§ **ASSIGNMENT**
The answer must consist of each line below that contains the word "warn", copied in full.

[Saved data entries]
--

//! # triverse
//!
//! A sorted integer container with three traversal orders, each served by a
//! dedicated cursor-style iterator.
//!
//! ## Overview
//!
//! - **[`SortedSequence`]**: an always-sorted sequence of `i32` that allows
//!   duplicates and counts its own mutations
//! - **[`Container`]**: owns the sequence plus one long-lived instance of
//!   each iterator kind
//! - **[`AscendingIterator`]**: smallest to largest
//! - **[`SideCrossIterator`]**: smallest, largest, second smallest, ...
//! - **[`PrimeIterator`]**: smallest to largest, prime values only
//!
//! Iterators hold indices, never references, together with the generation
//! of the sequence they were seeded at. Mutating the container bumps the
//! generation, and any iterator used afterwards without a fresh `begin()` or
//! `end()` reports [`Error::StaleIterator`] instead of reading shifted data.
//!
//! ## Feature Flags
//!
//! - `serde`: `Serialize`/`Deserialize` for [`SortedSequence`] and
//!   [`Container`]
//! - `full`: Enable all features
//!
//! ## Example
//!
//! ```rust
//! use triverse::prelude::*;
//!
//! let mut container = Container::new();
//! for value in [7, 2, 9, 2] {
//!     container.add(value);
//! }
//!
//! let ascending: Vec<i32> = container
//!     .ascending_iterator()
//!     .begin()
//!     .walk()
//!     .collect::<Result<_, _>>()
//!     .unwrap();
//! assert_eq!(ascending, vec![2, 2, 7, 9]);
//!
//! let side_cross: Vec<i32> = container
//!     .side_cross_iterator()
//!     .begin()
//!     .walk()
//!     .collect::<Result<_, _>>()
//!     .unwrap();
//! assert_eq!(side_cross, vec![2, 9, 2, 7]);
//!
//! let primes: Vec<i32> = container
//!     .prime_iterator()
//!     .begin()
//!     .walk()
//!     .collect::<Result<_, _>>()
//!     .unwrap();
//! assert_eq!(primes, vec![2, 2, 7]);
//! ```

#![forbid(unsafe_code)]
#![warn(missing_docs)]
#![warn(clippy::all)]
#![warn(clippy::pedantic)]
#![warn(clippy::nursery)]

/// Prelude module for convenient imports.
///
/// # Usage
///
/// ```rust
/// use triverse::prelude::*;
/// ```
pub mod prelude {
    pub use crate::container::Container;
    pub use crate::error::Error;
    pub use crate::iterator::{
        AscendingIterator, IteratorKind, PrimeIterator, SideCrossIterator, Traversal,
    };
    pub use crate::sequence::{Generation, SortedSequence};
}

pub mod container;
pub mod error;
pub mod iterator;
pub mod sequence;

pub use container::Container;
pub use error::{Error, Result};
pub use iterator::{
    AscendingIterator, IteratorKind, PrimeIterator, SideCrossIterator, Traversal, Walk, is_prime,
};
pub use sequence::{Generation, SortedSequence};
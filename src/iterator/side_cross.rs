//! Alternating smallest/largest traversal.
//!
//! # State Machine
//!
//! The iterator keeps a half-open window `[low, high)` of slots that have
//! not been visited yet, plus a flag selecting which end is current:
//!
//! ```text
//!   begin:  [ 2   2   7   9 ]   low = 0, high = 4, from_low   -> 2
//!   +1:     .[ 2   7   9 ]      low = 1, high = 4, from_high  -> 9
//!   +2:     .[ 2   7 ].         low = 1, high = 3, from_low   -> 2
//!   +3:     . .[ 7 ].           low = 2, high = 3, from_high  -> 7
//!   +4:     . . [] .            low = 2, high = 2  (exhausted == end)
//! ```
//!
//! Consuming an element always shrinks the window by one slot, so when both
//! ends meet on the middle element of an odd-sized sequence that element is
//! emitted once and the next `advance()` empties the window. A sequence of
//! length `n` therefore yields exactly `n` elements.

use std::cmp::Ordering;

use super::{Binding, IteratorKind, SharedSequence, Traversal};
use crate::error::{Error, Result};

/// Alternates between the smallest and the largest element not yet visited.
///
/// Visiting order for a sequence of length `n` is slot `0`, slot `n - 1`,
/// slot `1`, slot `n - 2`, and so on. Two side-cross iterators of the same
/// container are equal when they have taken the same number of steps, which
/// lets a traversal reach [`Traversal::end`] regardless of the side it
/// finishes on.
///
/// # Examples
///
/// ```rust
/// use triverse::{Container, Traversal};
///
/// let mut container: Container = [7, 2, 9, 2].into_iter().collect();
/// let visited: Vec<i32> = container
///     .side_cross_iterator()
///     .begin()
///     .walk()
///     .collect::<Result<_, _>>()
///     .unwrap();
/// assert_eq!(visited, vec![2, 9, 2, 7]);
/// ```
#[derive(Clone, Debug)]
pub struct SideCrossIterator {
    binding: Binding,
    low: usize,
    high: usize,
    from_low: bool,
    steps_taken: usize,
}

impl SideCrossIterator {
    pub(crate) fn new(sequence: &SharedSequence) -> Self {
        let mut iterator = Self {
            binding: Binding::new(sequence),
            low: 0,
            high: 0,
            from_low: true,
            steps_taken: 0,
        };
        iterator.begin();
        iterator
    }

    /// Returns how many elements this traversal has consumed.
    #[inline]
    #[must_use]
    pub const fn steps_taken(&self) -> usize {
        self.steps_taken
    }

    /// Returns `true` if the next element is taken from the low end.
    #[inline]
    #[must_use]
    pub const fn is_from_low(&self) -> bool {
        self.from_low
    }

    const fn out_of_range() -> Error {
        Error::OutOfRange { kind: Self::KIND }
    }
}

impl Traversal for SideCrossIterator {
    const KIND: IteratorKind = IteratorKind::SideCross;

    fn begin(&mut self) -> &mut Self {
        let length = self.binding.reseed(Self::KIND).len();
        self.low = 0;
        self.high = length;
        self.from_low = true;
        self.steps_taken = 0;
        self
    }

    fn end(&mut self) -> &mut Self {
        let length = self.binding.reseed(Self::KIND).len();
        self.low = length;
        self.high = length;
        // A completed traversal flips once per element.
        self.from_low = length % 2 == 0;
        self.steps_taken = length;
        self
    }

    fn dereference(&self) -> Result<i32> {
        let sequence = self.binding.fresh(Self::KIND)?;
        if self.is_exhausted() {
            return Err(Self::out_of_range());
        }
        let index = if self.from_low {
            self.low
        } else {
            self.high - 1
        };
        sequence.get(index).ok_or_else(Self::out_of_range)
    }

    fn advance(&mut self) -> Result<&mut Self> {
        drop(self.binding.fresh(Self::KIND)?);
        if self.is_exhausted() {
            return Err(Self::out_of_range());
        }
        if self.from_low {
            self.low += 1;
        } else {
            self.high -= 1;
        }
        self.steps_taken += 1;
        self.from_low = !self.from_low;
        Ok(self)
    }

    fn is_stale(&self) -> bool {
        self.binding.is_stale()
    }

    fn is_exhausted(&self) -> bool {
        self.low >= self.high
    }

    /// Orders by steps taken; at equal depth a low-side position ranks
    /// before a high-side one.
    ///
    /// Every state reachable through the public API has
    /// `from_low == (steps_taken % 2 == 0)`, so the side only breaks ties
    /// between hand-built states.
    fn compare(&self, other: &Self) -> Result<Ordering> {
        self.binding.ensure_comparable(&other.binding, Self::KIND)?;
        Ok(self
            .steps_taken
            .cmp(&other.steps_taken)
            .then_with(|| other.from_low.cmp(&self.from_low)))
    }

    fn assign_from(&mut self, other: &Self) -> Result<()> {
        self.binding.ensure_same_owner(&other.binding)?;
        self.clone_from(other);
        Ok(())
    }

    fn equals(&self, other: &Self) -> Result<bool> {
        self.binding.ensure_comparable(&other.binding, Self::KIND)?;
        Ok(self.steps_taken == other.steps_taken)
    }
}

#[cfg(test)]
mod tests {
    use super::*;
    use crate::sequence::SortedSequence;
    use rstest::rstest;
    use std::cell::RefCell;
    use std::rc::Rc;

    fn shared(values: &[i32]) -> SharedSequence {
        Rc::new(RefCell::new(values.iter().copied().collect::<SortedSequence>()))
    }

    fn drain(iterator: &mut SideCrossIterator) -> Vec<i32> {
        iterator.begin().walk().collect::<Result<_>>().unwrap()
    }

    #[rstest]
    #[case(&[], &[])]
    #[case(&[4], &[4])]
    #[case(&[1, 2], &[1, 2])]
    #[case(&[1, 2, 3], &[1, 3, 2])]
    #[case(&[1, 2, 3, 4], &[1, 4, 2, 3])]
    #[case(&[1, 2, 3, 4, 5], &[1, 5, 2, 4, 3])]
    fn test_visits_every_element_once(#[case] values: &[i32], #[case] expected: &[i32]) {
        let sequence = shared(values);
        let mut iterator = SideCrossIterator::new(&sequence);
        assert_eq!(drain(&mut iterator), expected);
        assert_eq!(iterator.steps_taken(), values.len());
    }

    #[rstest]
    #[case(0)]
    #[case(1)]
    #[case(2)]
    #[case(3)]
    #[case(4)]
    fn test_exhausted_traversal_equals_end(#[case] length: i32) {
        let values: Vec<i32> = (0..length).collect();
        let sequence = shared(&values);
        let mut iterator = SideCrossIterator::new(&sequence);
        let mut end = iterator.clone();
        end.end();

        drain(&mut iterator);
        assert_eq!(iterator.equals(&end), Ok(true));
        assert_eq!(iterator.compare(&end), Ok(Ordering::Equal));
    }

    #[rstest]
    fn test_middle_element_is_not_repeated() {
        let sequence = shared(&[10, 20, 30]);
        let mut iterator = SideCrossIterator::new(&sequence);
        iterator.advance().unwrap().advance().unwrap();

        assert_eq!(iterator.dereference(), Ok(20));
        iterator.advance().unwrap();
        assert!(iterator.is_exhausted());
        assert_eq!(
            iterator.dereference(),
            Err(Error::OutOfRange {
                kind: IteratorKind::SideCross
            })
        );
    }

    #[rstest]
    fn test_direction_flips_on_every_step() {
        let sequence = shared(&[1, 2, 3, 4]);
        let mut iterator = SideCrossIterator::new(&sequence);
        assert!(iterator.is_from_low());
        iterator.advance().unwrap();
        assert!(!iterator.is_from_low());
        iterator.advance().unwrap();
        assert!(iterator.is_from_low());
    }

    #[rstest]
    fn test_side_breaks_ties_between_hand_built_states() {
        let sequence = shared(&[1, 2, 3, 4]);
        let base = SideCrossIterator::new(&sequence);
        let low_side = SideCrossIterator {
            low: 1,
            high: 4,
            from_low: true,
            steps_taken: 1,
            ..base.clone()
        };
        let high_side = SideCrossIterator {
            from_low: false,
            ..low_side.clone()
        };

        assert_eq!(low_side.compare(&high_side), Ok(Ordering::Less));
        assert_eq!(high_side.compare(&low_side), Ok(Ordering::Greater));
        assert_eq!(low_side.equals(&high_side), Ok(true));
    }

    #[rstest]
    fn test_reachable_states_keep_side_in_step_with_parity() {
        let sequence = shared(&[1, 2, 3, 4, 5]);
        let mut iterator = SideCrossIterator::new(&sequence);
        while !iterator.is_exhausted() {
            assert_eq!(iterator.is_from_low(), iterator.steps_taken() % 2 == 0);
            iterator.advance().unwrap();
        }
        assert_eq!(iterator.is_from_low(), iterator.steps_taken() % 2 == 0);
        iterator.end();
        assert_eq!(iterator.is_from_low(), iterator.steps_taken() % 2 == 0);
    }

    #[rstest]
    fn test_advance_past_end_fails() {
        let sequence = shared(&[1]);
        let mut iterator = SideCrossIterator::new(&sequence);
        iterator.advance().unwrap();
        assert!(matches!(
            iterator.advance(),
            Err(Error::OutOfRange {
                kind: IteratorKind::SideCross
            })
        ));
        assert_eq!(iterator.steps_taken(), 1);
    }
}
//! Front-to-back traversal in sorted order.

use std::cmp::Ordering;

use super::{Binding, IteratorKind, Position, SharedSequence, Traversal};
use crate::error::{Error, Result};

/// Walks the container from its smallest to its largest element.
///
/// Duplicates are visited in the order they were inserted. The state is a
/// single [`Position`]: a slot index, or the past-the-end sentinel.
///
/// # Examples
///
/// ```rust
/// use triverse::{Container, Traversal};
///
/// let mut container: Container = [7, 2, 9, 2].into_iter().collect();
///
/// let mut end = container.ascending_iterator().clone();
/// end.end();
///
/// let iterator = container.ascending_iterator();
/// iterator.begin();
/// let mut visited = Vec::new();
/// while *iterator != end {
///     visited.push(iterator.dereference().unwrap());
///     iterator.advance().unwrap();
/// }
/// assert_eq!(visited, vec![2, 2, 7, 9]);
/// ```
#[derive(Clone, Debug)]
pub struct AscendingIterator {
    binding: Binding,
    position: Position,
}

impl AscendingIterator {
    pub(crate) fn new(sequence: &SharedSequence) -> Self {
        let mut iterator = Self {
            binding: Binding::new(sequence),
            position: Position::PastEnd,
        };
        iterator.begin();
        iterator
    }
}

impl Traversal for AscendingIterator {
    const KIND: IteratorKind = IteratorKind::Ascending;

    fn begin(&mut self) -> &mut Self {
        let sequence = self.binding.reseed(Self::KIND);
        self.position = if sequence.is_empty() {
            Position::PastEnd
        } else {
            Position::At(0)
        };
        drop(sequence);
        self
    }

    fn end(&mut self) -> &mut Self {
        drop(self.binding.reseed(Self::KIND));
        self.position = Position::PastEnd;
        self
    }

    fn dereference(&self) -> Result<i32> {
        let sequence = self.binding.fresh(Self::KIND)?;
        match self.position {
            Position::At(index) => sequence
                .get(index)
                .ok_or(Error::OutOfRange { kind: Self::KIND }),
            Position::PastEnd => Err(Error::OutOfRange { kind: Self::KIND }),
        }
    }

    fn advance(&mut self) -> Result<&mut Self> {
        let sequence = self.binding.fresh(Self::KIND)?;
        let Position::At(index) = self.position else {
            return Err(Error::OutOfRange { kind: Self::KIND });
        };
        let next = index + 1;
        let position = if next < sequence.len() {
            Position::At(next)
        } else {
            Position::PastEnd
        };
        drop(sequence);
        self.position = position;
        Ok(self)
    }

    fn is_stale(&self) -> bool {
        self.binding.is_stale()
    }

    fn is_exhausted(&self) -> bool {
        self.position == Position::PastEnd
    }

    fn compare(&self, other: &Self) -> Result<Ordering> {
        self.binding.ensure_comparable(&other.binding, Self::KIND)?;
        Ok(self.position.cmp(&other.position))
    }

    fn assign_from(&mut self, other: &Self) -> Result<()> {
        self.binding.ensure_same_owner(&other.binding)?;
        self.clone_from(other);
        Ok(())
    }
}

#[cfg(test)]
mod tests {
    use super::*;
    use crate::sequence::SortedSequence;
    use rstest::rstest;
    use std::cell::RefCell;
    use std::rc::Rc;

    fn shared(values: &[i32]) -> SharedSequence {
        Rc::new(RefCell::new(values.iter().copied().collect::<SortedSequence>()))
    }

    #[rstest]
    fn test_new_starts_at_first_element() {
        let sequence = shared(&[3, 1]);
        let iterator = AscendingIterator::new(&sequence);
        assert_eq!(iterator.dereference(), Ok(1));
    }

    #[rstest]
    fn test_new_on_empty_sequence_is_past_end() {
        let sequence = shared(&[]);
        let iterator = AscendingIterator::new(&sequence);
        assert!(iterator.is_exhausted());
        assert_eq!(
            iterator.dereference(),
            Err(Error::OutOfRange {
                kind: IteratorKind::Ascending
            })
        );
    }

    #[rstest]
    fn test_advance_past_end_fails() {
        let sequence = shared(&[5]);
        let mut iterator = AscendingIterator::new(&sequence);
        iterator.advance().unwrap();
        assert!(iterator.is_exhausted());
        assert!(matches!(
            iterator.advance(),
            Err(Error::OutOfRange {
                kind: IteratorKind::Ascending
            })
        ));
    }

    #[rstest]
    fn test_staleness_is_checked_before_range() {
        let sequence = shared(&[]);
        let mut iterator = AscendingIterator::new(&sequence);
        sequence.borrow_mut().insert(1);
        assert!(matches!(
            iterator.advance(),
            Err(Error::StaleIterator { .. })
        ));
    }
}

--

§ **WORKED SOLUTION**
#![warn(missing_docs)]
#![warn(clippy::all)]
#![warn(clippy::pedantic)]
#![warn(clippy::nursery)]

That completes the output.